LPG-Editorial-Una decisión apresurada que puede ser contraproducente

La Biblia es un manantial de grandes verdades eternas, pero también es un libro histórico y simbólico. Obligar simplemente a su lectura o a oír su lectura sería como lanzar semilla en un terreno que no está preparado para las germinaciones que se necesitan.


Editorial.06 de Julio. Tomado de La Prensa Gráfica.

 

En días pasados, y sin decir agua va, la Asamblea Legislativa aprobó por 45 votos la lectura obligatoria de la Biblia en las escuelas del país. Esto se venía pidiendo desde hace bastante tiempo, y siempre surgieron reservas, no sobre el hecho en sí, sino en referencia a la práctica de la medida. La decisión, que aún no se ha convertido en ley, suscitó de inmediato una fuerte polémica entre grupos religiosos, como augurio de lo que podría ser la disputa ya en campo de los hechos.

La oposición más consistente viene del mismo Arzobispado de San Salvador, con argumentos que tienen que ver tanto con la naturaleza de la Palabra contenida en la Biblia como con el uso equivocado que podría hacerse de la misma. En realidad, ya suficiente conflictividad tenemos en el ambiente como para abrir nuestros campos de conflicto, y, peor aún, en el plano espiritual, que es de donde deberían surgir las mejores iniciativas verdaderamente unificadoras y restauradoras.

La simple lectura de la Biblia podría caer en riesgos desnaturalizadores de la buena intención original de los que han impulsado y aprobado la medida. Entre esos riesgos están la mecanización, la irrelevancia y aun la manipulación. No en balde dice la sabiduría popular que de buenas intenciones está empedrado el camino del infierno. La Biblia es un manantial de grandes verdades eternas, pero también es un libro histórico y simbólico. Obligar simplemente a su lectura o a oír su lectura sería como lanzar semilla en un terreno que no está preparado para las germinaciones que se necesitan.
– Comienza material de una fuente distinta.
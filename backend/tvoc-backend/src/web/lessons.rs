use api_types::{
    CreateLesson, LessonFilter, LessonResponse, LessonWithQuestions, QuestionResponse,
    UpdateLesson,
};
use axum::{
    extract::{Path, Query},
    http::StatusCode,
    Extension, Json,
};
use tracing::instrument;

use crate::{
    database::model::{Lesson, LessonChangeset, NewLesson, Question},
    error::{TvocError, TvocResult, UserError},
};

use super::{clamp_page_limit, WebConfiguration, WebDatabaseConnectionPool};

#[instrument(err, skip(database_connection_pool, configuration))]
pub async fn list_lessons(
    Extension(database_connection_pool): WebDatabaseConnectionPool,
    Extension(configuration): WebConfiguration,
    Query(filter): Query<LessonFilter>,
) -> TvocResult<Json<Vec<LessonResponse>>> {
    let limit = clamp_page_limit(filter.limit);
    let offset = filter.offset.unwrap_or(0).max(0);
    let filter = &filter;

    let entries = database_connection_pool
        .execute_read_committed_transaction::<_, TvocError>(
            |database_connection| {
                Box::pin(async move {
                    use crate::database::schema::lessons::dsl::*;
                    use diesel::{ExpressionMethods, QueryDsl, SelectableHelper};
                    use diesel_async::RunQueryDsl;

                    let mut query = lessons.into_boxed();
                    if let Some(filter_category) = &filter.category {
                        query = query.filter(category.eq(filter_category));
                    }
                    if let Some(filter_difficulty) = &filter.difficulty {
                        query = query.filter(difficulty.eq(filter_difficulty.as_ref()));
                    }

                    Ok(query
                        .select(Lesson::as_select())
                        .order((position.asc(), id.asc()))
                        .limit(limit)
                        .offset(offset)
                        .load(database_connection)
                        .await?)
                })
            },
            configuration.maximum_transaction_retry_count,
        )
        .await?;

    Ok(Json(
        entries
            .into_iter()
            .map(LessonResponse::try_from)
            .collect::<TvocResult<_>>()?,
    ))
}

#[instrument(err, skip(database_connection_pool, configuration))]
pub async fn create_lesson(
    Extension(database_connection_pool): WebDatabaseConnectionPool,
    Extension(configuration): WebConfiguration,
    Json(create): Json<CreateLesson>,
) -> TvocResult<(StatusCode, Json<LessonResponse>)> {
    let new_lesson = NewLesson {
        title: &create.title,
        description: create.description.as_deref().unwrap_or_default(),
        category: &create.category,
        difficulty: create.difficulty.as_ref(),
        position: create.position.unwrap_or(0),
    };
    let new_lesson = &new_lesson;

    let lesson = database_connection_pool
        .execute_transaction::<_, TvocError>(
            |database_connection| {
                Box::pin(async move {
                    use crate::database::schema::lessons::dsl::*;
                    use diesel::SelectableHelper;
                    use diesel_async::RunQueryDsl;

                    Ok(diesel::insert_into(lessons)
                        .values(new_lesson)
                        .returning(Lesson::as_returning())
                        .get_result(database_connection)
                        .await?)
                })
            },
            configuration.maximum_transaction_retry_count,
        )
        .await?;

    Ok((StatusCode::CREATED, Json(lesson.try_into()?)))
}

/// Fetch one lesson together with its questions.
#[instrument(err, skip(database_connection_pool, configuration))]
pub async fn get_lesson(
    Extension(database_connection_pool): WebDatabaseConnectionPool,
    Extension(configuration): WebConfiguration,
    Path(requested_lesson_id): Path<i64>,
) -> TvocResult<Json<LessonWithQuestions>> {
    let (lesson, lesson_questions) = database_connection_pool
        .execute_read_committed_transaction::<_, TvocError>(
            |database_connection| {
                Box::pin(async move {
                    use diesel::{ExpressionMethods, OptionalExtension, QueryDsl, SelectableHelper};
                    use diesel_async::RunQueryDsl;

                    let lesson = {
                        use crate::database::schema::lessons::dsl::*;

                        lessons
                            .find(requested_lesson_id)
                            .select(Lesson::as_select())
                            .first(database_connection)
                            .await
                            .optional()?
                    };

                    let Some(lesson) = lesson else {
                        return Ok(None);
                    };

                    let lesson_questions = {
                        use crate::database::schema::questions::dsl::*;

                        questions
                            .filter(lesson_id.eq(lesson.id))
                            .select(Question::as_select())
                            .order(id.asc())
                            .load(database_connection)
                            .await?
                    };

                    Ok(Some((lesson, lesson_questions)))
                })
            },
            configuration.maximum_transaction_retry_count,
        )
        .await?
        .ok_or(UserError::LessonNotFound {
            id: requested_lesson_id,
        })?;

    Ok(Json(LessonWithQuestions {
        lesson: lesson.try_into()?,
        questions: lesson_questions
            .into_iter()
            .map(QuestionResponse::try_from)
            .collect::<TvocResult<_>>()?,
    }))
}

#[instrument(err, skip(database_connection_pool, configuration))]
pub async fn update_lesson(
    Extension(database_connection_pool): WebDatabaseConnectionPool,
    Extension(configuration): WebConfiguration,
    Path(lesson_id): Path<i64>,
    Json(update): Json<UpdateLesson>,
) -> TvocResult<Json<LessonResponse>> {
    if update.is_noop() {
        return Err(UserError::EmptyUpdate.into());
    }

    let changeset = LessonChangeset {
        title: update.title.as_deref(),
        description: update.description.as_deref(),
        category: update.category.as_deref(),
        difficulty: update.difficulty.as_ref().map(AsRef::as_ref),
        position: update.position,
    };
    let changeset = &changeset;

    let lesson = database_connection_pool
        .execute_transaction::<_, TvocError>(
            |database_connection| {
                Box::pin(async move {
                    use crate::database::schema::lessons::dsl::*;
                    use diesel::{OptionalExtension, QueryDsl, SelectableHelper};
                    use diesel_async::RunQueryDsl;

                    Ok(diesel::update(lessons.find(lesson_id))
                        .set(changeset)
                        .returning(Lesson::as_returning())
                        .get_result(database_connection)
                        .await
                        .optional()?)
                })
            },
            configuration.maximum_transaction_retry_count,
        )
        .await?
        .ok_or(UserError::LessonNotFound { id: lesson_id })?;

    Ok(Json(lesson.try_into()?))
}

#[instrument(err, skip(database_connection_pool, configuration))]
pub async fn delete_lesson(
    Extension(database_connection_pool): WebDatabaseConnectionPool,
    Extension(configuration): WebConfiguration,
    Path(lesson_id): Path<i64>,
) -> TvocResult<StatusCode> {
    let deleted_rows = database_connection_pool
        .execute_transaction::<_, TvocError>(
            |database_connection| {
                Box::pin(async move {
                    use crate::database::schema::lessons::dsl::*;
                    use diesel::QueryDsl;
                    use diesel_async::RunQueryDsl;

                    Ok(diesel::delete(lessons.find(lesson_id))
                        .execute(database_connection)
                        .await?)
                })
            },
            configuration.maximum_transaction_retry_count,
        )
        .await?;

    if deleted_rows == 0 {
        return Err(UserError::LessonNotFound { id: lesson_id }.into());
    }

    Ok(StatusCode::NO_CONTENT)
}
Si esto llegara a ser ley, habría que hacer un gran trabajo para que no sea otra iniciativa frustrada.

La Asamblea debe medir sus decisiones

El caso que comentamos es un ejemplo más de los procederes poco edificantes que vienen imperando en el Órgano Legislativo, que, por su propia índole de primer cuerpo colegiado de la República y además escenario natural del ejercicio del pluralismo político en el país, está llamado y obligado a dar el ejemplo de las decisiones bien pensadas, bien maduradas y bien medidas en sus consecuencias tanto inmediatas como de medio y largo alcance.

Pareciera ser que lo que tiende a imperar es una especie de péndulo de procederes extremos: o bien las cosas duermen el “sueño de los justos”, como lo vemos en temas como el ordenamiento territorial y la transparencia, o se deciden de repente, al vaivén de los acontecimientos cotidianos. En este caso, el horrendo crimen del microbús en Mejicanos parece haber servido para descubrir que el auge delincuencial ha llegado a extremos intolerables, algo que no es nuevo en absoluto.

Es claro que hay que tomar medidas fuertes y decisivas, tanto en la represión del delito y de la delincuencia tal como hoy se manifiestan, como en otros ámbitos necesitados de redefiniciones institucionales y programas suficientes y efectivos para irle secando al crimen sus caldos de cultivo. Todo urge: lo inmediato, y también lo de medio y largo plazo. Y como todo urge hay que cuidar muchísimo los cálculos de lo que se hace, para que las urgencias no sigan acumulándose y complicándose como ha sido hasta ahora, con efectos nefastos.